Tell how many lines of the data include the word "that". Nothing but the number belongs in the answer.

======== Data to use

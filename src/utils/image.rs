//! Image loading and masking helpers.

use crate::core::{SegError, SegResult};
use image::{DynamicImage, GrayImage, Rgb, RgbImage, imageops};

/// Converts a DynamicImage to an RgbImage.
pub fn dynamic_to_rgb(img: DynamicImage) -> RgbImage {
    img.to_rgb8()
}

/// Loads an image from a file path and converts it to RgbImage.
///
/// # Errors
///
/// Returns [`SegError::ImageLoad`] naming the offending path; the
/// pipeline treats this as a per-image recoverable error.
pub fn load_image(path: &std::path::Path) -> SegResult<RgbImage> {
    let img = image::open(path).map_err(|e| SegError::image_load(path, e))?;
    Ok(dynamic_to_rgb(img))
}

/// Applies a binary mask to an image, retaining color inside the mask
/// and setting everything else to white.
///
/// Mask pixels with value 0 are background; anything greater is
/// foreground. The mask must have the same dimensions as the image.
pub fn mask_to_white_background(image: &RgbImage, mask: &GrayImage) -> RgbImage {
    let mut out = image.clone();
    for (x, y, pixel) in out.enumerate_pixels_mut() {
        let inside = mask
            .get_pixel_checked(x, y)
            .map(|p| p.0[0] > 0)
            .unwrap_or(false);
        if !inside {
            *pixel = Rgb([255, 255, 255]);
        }
    }
    out
}

/// Crops an image with a white background to the minimal bounding box
/// containing non-white content.
///
/// Returns the crop together with its pixel bounds
/// `[x_min, y_min, x_max, y_max]` (exclusive max).
///
/// # Errors
///
/// Returns [`SegError::EmptyContent`] when every pixel is pure white;
/// a zero-sized crop is never returned silently.
pub fn crop_object_from_white_background(image: &RgbImage) -> SegResult<(RgbImage, [u32; 4])> {
    let (width, height) = image.dimensions();
    let (mut x_min, mut y_min) = (width, height);
    let (mut x_max, mut y_max) = (0u32, 0u32);
    let mut found = false;

    for (x, y, pixel) in image.enumerate_pixels() {
        if pixel.0 != [255, 255, 255] {
            found = true;
            x_min = x_min.min(x);
            y_min = y_min.min(y);
            x_max = x_max.max(x);
            y_max = y_max.max(y);
        }
    }

    if !found {
        return Err(SegError::empty_content(
            "no non-white pixels to crop from white background",
        ));
    }

    let bounds = [x_min, y_min, x_max + 1, y_max + 1];
    let crop = imageops::crop_imm(image, x_min, y_min, x_max - x_min + 1, y_max - y_min + 1)
        .to_image();
    Ok((crop, bounds))
}

#[cfg(test)]
mod tests {
    use super::*;
    use image::Luma;

    #[test]
    fn test_fully_white_image_is_an_error() {
        let white = RgbImage::from_pixel(16, 16, Rgb([255, 255, 255]));
        let err = crop_object_from_white_background(&white).unwrap_err();
        assert!(matches!(err, SegError::EmptyContent { .. }));
    }

    #[test]
    fn test_crop_bounds_are_minimal() {
        let mut image = RgbImage::from_pixel(32, 32, Rgb([255, 255, 255]));
        for x in 5..12 {
            for y in 8..20 {
                image.put_pixel(x, y, Rgb([200, 30, 30]));
            }
        }
        let (crop, bounds) = crop_object_from_white_background(&image).unwrap();
        assert_eq!(bounds, [5, 8, 12, 20]);
        assert_eq!(crop.dimensions(), (7, 12));
    }

    #[test]
    fn test_single_pixel_crop() {
        let mut image = RgbImage::from_pixel(8, 8, Rgb([255, 255, 255]));
        image.put_pixel(3, 4, Rgb([0, 0, 0]));
        let (crop, bounds) = crop_object_from_white_background(&image).unwrap();
        assert_eq!(bounds, [3, 4, 4, 5]);
        assert_eq!(crop.dimensions(), (1, 1));
    }

    #[test]
    fn test_mask_to_white_background() {
        let image = RgbImage::from_pixel(4, 4, Rgb([10, 20, 30]));
        let mut mask = GrayImage::new(4, 4);
        mask.put_pixel(1, 1, Luma([255]));

        let masked = mask_to_white_background(&image, &mask);
        assert_eq!(masked.get_pixel(1, 1).0, [10, 20, 30]);
        assert_eq!(masked.get_pixel(0, 0).0, [255, 255, 255]);
    }
}
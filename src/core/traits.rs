//! Collaborator traits for the external models the pipeline consumes.
//!
//! The mask generator and the zero-shot classifier run outside this
//! crate (ONNX sessions, remote services, test stubs). The pipeline
//! only sees these narrow interfaces.

use crate::core::SegResult;
use crate::domain::Mask;
use image::RgbImage;
use ndarray::{Array1, Array2};

/// Produces candidate instance masks for one image.
///
/// Invoked once per image; the pipeline sorts the returned masks by
/// descending area before suppression, so implementations need not
/// order their output.
pub trait MaskGenerator {
    /// Generates raw masks with quality metadata for the given image.
    fn generate(&self, image: &RgbImage) -> SegResult<Vec<Mask>>;
}

/// Embeds images and text prompts into a shared similarity space.
///
/// Both embedding kinds must be L2-normalizable; the label resolver
/// normalizes them itself before taking dot products, so
/// implementations may return unnormalized vectors.
pub trait ZeroShotClassifier {
    /// Embeds a single image crop.
    fn encode_image(&self, image: &RgbImage) -> SegResult<Array1<f32>>;

    /// Embeds a batch of text prompts, one row per prompt.
    fn encode_text(&self, prompts: &[String]) -> SegResult<Array2<f32>>;
}
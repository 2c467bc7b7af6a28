//! # sam2yolo
//!
//! Post-processing for class-agnostic instance segmentation masks.
//!
//! Given the raw output of a "Segment Anything"-style mask generator,
//! this crate de-duplicates overlapping masks, decomposes each survivor
//! into connected regions, traces each region's outer contour into a
//! bounded polygon, assigns a label via a zero-shot image/text
//! classifier, and writes YOLO-segmentation label files plus optional
//! mask images, JSON metadata, and visualization overlays.
//!
//! ## Modules
//!
//! * [`core`] - Error handling, collaborator traits, and configuration
//! * [`domain`] - Mask, region, polygon, and annotation record types
//! * [`processors`] - Suppression, region decomposition, polygon
//!   extraction, and zero-shot label resolution
//! * [`utils`] - Image helpers, description dictionaries, visualization
//! * [`pipeline`] - Batch orchestration and annotation output

pub mod core;
pub mod domain;
pub mod pipeline;
pub mod processors;
pub mod utils;

/// Prelude module for convenient imports.
pub mod prelude {
    // Error handling
    pub use crate::core::{SegError, SegResult, Severity};

    // Collaborator traits
    pub use crate::core::{MaskGenerator, ZeroShotClassifier};

    // Domain types
    pub use crate::domain::{AnnotationRecord, Mask, MaskMeta, Polygon, Region};

    // Processors
    pub use crate::processors::{
        LabelResolver, decompose_regions, extract_polygon, mask_iou, suppress_overlaps,
    };

    // Utilities
    pub use crate::utils::{DescriptionSet, LabelDictionary, load_image};

    // Pipeline (high-level API)
    pub use crate::pipeline::{OutputDirs, Pipeline, PipelineConfig};
}
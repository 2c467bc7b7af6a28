//! Utility functions: image helpers, description dictionaries, and
//! visualization.

pub mod dict;
pub mod image;
pub mod visualization;

pub use dict::{DescriptionSet, LabelDictionary};
pub use image::{
    crop_object_from_white_background, dynamic_to_rgb, load_image, mask_to_white_background,
};
pub use visualization::{
    LabeledBox, VisualizationConfig, render_label_boxes, render_mask_overlay,
};
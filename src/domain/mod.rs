//! Domain types for masks, regions, polygons, and annotation records.

use image::GrayImage;
use serde::{Deserialize, Serialize};
use std::fmt::Write as _;

/// One candidate instance mask produced by the external generator.
///
/// The segmentation grid uses 0 for background and 255 for foreground.
/// Masks are immutable once generated; the pipeline only reads them.
#[derive(Debug, Clone)]
pub struct Mask {
    /// Binary membership grid over image pixel space.
    pub segmentation: GrayImage,
    /// Foreground pixel count.
    pub area: u64,
    /// Stability score from the generator, used as the suppression
    /// tie-breaker.
    pub stability_score: f32,
    /// The generator's own IoU estimate for this mask.
    pub predicted_iou: f32,
    /// Prompt points that produced this mask.
    pub point_coords: Vec<[f32; 2]>,
    /// Bounding box in XYWH pixel coordinates.
    pub bbox: [u32; 4],
    /// Image region the mask was generated within, XYWH.
    pub crop_box: [u32; 4],
}

impl Mask {
    /// Builds a mask from a binary grid, computing the area and bbox
    /// from the foreground pixels. Score metadata defaults to zero;
    /// generators that know better fill the fields directly.
    pub fn from_segmentation(segmentation: GrayImage) -> Self {
        let (width, height) = segmentation.dimensions();
        let mut area = 0u64;
        let (mut x_min, mut y_min, mut x_max, mut y_max) = (width, height, 0u32, 0u32);
        for (x, y, pixel) in segmentation.enumerate_pixels() {
            if pixel.0[0] > 0 {
                area += 1;
                x_min = x_min.min(x);
                y_min = y_min.min(y);
                x_max = x_max.max(x);
                y_max = y_max.max(y);
            }
        }
        let bbox = if area == 0 {
            [0, 0, 0, 0]
        } else {
            [x_min, y_min, x_max - x_min + 1, y_max - y_min + 1]
        };
        Self {
            segmentation,
            area,
            stability_score: 0.0,
            predicted_iou: 0.0,
            point_coords: Vec::new(),
            bbox,
            crop_box: [0, 0, width, height],
        }
    }
}

/// Simplified, JSON-serializable metadata for one mask.
///
/// The field set is fixed; no runtime type-sniffing is needed to
/// serialize it.
#[derive(Debug, Clone, Serialize, Deserialize)]
pub struct MaskMeta {
    pub area: u64,
    pub bbox: [u32; 4],
    pub predicted_iou: f32,
    pub point_coords: Vec<[f32; 2]>,
    pub stability_score: f32,
    pub crop_box: [u32; 4],
}

impl From<&Mask> for MaskMeta {
    fn from(mask: &Mask) -> Self {
        Self {
            area: mask.area,
            bbox: mask.bbox,
            predicted_iou: mask.predicted_iou,
            point_coords: mask.point_coords.clone(),
            stability_score: mask.stability_score,
            crop_box: mask.crop_box,
        }
    }
}

/// One maximal connected component of a mask's foreground pixels.
#[derive(Debug, Clone)]
pub struct Region {
    /// Component label within the originating mask, starting at 1.
    /// Label 0 is the background and is never emitted.
    pub label: u32,
    /// Foreground pixel count of this component.
    pub pixel_count: u64,
    /// Binary grid containing only this component's pixels.
    pub mask: GrayImage,
}

/// An ordered, implicitly closed contour polygon with coordinates
/// normalized to `[0, 1]` image-relative space.
#[derive(Debug, Clone, PartialEq)]
pub struct Polygon {
    /// Normalized (x, y) vertices in boundary-walk order.
    pub points: Vec<[f64; 2]>,
}

impl Polygon {
    /// Appends this polygon's vertices to a label line as
    /// space-separated tokens with 6 decimal digits.
    pub fn push_tokens(&self, line: &mut String) {
        for point in &self.points {
            // write! to a String cannot fail
            let _ = write!(line, " {:.6} {:.6}", point[0], point[1]);
        }
    }
}

/// One object's final annotation: a class id plus one polygon per
/// connected region of the originating mask, in region-label order.
#[derive(Debug, Clone)]
pub struct AnnotationRecord {
    pub class_id: usize,
    pub polygons: Vec<Polygon>,
}

impl AnnotationRecord {
    /// Serializes the record into one label-file line (no trailing
    /// newline): `"<class_id> <x1> <y1> <x2> <y2> ..."`.
    pub fn to_line(&self) -> String {
        let mut line = self.class_id.to_string();
        for polygon in &self.polygons {
            polygon.push_tokens(&mut line);
        }
        line
    }
}
//! Structural verification of body functions.
//!
//! Run on every function a bake produces before the baked type is handed
//! out. A failure here is an engine bug, never a user configuration error.

use rustc_hash::FxHashSet;

use crate::{
    BlockId, BodyFunction, BodyInstr, BodyTerminator, HookArg, LocalId, LocalKind, Operand,
};

/// A malformed body function.
#[derive(Debug, Clone, PartialEq, Eq, thiserror::Error)]
pub enum VerifyError {
    #[error("`{function}` has no blocks")]
    Empty { function: String },

    #[error("`{function}` references missing block bb{block}")]
    MissingBlock { function: String, block: u32 },

    #[error("`{function}` references undeclared local %{local}")]
    MissingLocal { function: String, local: u32 },

    #[error("`{function}`: local %{local} must be {expected}")]
    LocalKind {
        function: String,
        local: u32,
        expected: &'static str,
    },

    #[error("`{function}` reads argument {index} but takes {arity}")]
    MissingArg {
        function: String,
        index: u32,
        arity: usize,
    },

    #[error("`{function}`: return does not match declared return type")]
    ReturnMismatch { function: String },

    #[error("`{function}` has a control-flow cycle through bb{block}")]
    Cycle { function: String, block: u32 },
}

/// Expected kind of a local at a use site.
#[derive(Clone, Copy)]
enum Want {
    Value,
    Exception,
    Flag,
    /// Hook and body results: a value, or a flag for `bool` hooks.
    Result,
    Any,
}

impl Want {
    fn accepts(self, kind: &LocalKind) -> bool {
        matches!(
            (self, kind),
            (Want::Any, _)
                | (Want::Value | Want::Result, LocalKind::Value(_))
                | (Want::Exception, LocalKind::Exception)
                | (Want::Flag | Want::Result, LocalKind::Flag)
        )
    }

    fn describe(self) -> &'static str {
        match self {
            Want::Value => "a value local",
            Want::Exception => "an exception local",
            Want::Flag => "a flag local",
            Want::Result => "a value or flag local",
            Want::Any => "a local",
        }
    }
}

struct Verifier<'a> {
    func: &'a BodyFunction,
}

impl Verifier<'_> {
    fn local(&self, local: LocalId, want: Want) -> Result<(), VerifyError> {
        let decl = self
            .func
            .local(local)
            .ok_or_else(|| VerifyError::MissingLocal {
                function: self.func.name.clone(),
                local: local.raw(),
            })?;
        if want.accepts(&decl.kind) {
            Ok(())
        } else {
            Err(VerifyError::LocalKind {
                function: self.func.name.clone(),
                local: local.raw(),
                expected: want.describe(),
            })
        }
    }

    fn operand(&self, operand: Operand) -> Result<(), VerifyError> {
        match operand {
            Operand::Local(local) => self.local(local, Want::Value),
            Operand::Arg(index) => {
                if (index as usize) < self.func.params.len() {
                    Ok(())
                } else {
                    Err(VerifyError::MissingArg {
                        function: self.func.name.clone(),
                        index,
                        arity: self.func.params.len(),
                    })
                }
            }
        }
    }

    fn block_ref(&self, block: BlockId) -> Result<(), VerifyError> {
        if self.func.block(block).is_some() {
            Ok(())
        } else {
            Err(VerifyError::MissingBlock {
                function: self.func.name.clone(),
                block: block.raw(),
            })
        }
    }

    fn instr(&self, instr: &BodyInstr) -> Result<(), VerifyError> {
        match instr {
            BodyInstr::Zero { dst } => self.local(*dst, Want::Any),
            BodyInstr::Move { dst, src } => {
                self.local(*dst, Want::Value)?;
                self.operand(*src)
            }
            BodyInstr::Const { dst, .. } => self.local(*dst, Want::Value),
            BodyInstr::CallHook { dst, args, .. } => {
                if let Some(dst) = dst {
                    self.local(*dst, Want::Result)?;
                }
                for arg in args {
                    match arg {
                        HookArg::Value(operand) => self.operand(*operand)?,
                        HookArg::ValueRef(local) => self.local(*local, Want::Value)?,
                        HookArg::Exception(local) => self.local(*local, Want::Exception)?,
                        HookArg::Mixin(_) | HookArg::Container => {}
                    }
                }
                Ok(())
            }
            BodyInstr::CallBody { dst, args, .. } => {
                if let Some(dst) = dst {
                    self.local(*dst, Want::Value)?;
                }
                args.iter().try_for_each(|a| self.operand(*a))
            }
            BodyInstr::IsNull { dst, src } => {
                self.local(*dst, Want::Flag)?;
                self.local(*src, Want::Exception)
            }
            BodyInstr::Mark(_) => Ok(()),
        }
    }

    fn terminator(&self, terminator: &BodyTerminator) -> Result<(), VerifyError> {
        for succ in terminator.successors() {
            self.block_ref(succ)?;
        }
        match terminator {
            BodyTerminator::Return { value } => {
                let void = self.func.return_type.is_void();
                match value {
                    Some(local) if !void => self.local(*local, Want::Value),
                    None if void => Ok(()),
                    _ => Err(VerifyError::ReturnMismatch {
                        function: self.func.name.clone(),
                    }),
                }
            }
            BodyTerminator::Branch { cond, .. } => self.local(*cond, Want::Flag),
            BodyTerminator::Invoke {
                dst,
                args,
                exception,
                ..
            } => {
                if let Some(dst) = dst {
                    self.local(*dst, Want::Value)?;
                }
                args.iter().try_for_each(|a| self.operand(*a))?;
                self.local(*exception, Want::Exception)
            }
            BodyTerminator::Rethrow { exception } => self.local(*exception, Want::Exception),
            BodyTerminator::Jump { .. } | BodyTerminator::Unreachable => Ok(()),
        }
    }

    /// Depth-first search from the entry; a successor still on the stack
    /// is a back edge.
    fn acyclic(&self) -> Result<(), VerifyError> {
        let mut done = FxHashSet::default();
        let mut on_stack = FxHashSet::default();
        let mut stack = vec![(self.func.entry, 0usize)];
        on_stack.insert(self.func.entry);

        while let Some((block, next)) = stack.pop() {
            let succs = self
                .func
                .block(block)
                .map(|b| b.terminator.successors())
                .unwrap_or_default();
            if let Some(&succ) = succs.get(next) {
                stack.push((block, next + 1));
                if on_stack.contains(&succ) {
                    return Err(VerifyError::Cycle {
                        function: self.func.name.clone(),
                        block: succ.raw(),
                    });
                }
                if !done.contains(&succ) {
                    on_stack.insert(succ);
                    stack.push((succ, 0));
                }
            } else {
                on_stack.remove(&block);
                done.insert(block);
            }
        }
        Ok(())
    }
}

/// Verify one body function.
pub fn verify(func: &BodyFunction) -> Result<(), VerifyError> {
    if func.blocks.is_empty() {
        return Err(VerifyError::Empty {
            function: func.name.clone(),
        });
    }
    let verifier = Verifier { func };
    verifier.block_ref(func.entry)?;
    for block in &func.blocks {
        for instr in &block.body {
            verifier.instr(instr)?;
        }
        verifier.terminator(&block.terminator)?;
    }
    verifier.acyclic()
}

#[cfg(test)]
mod tests;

================

→ Answer for the task
2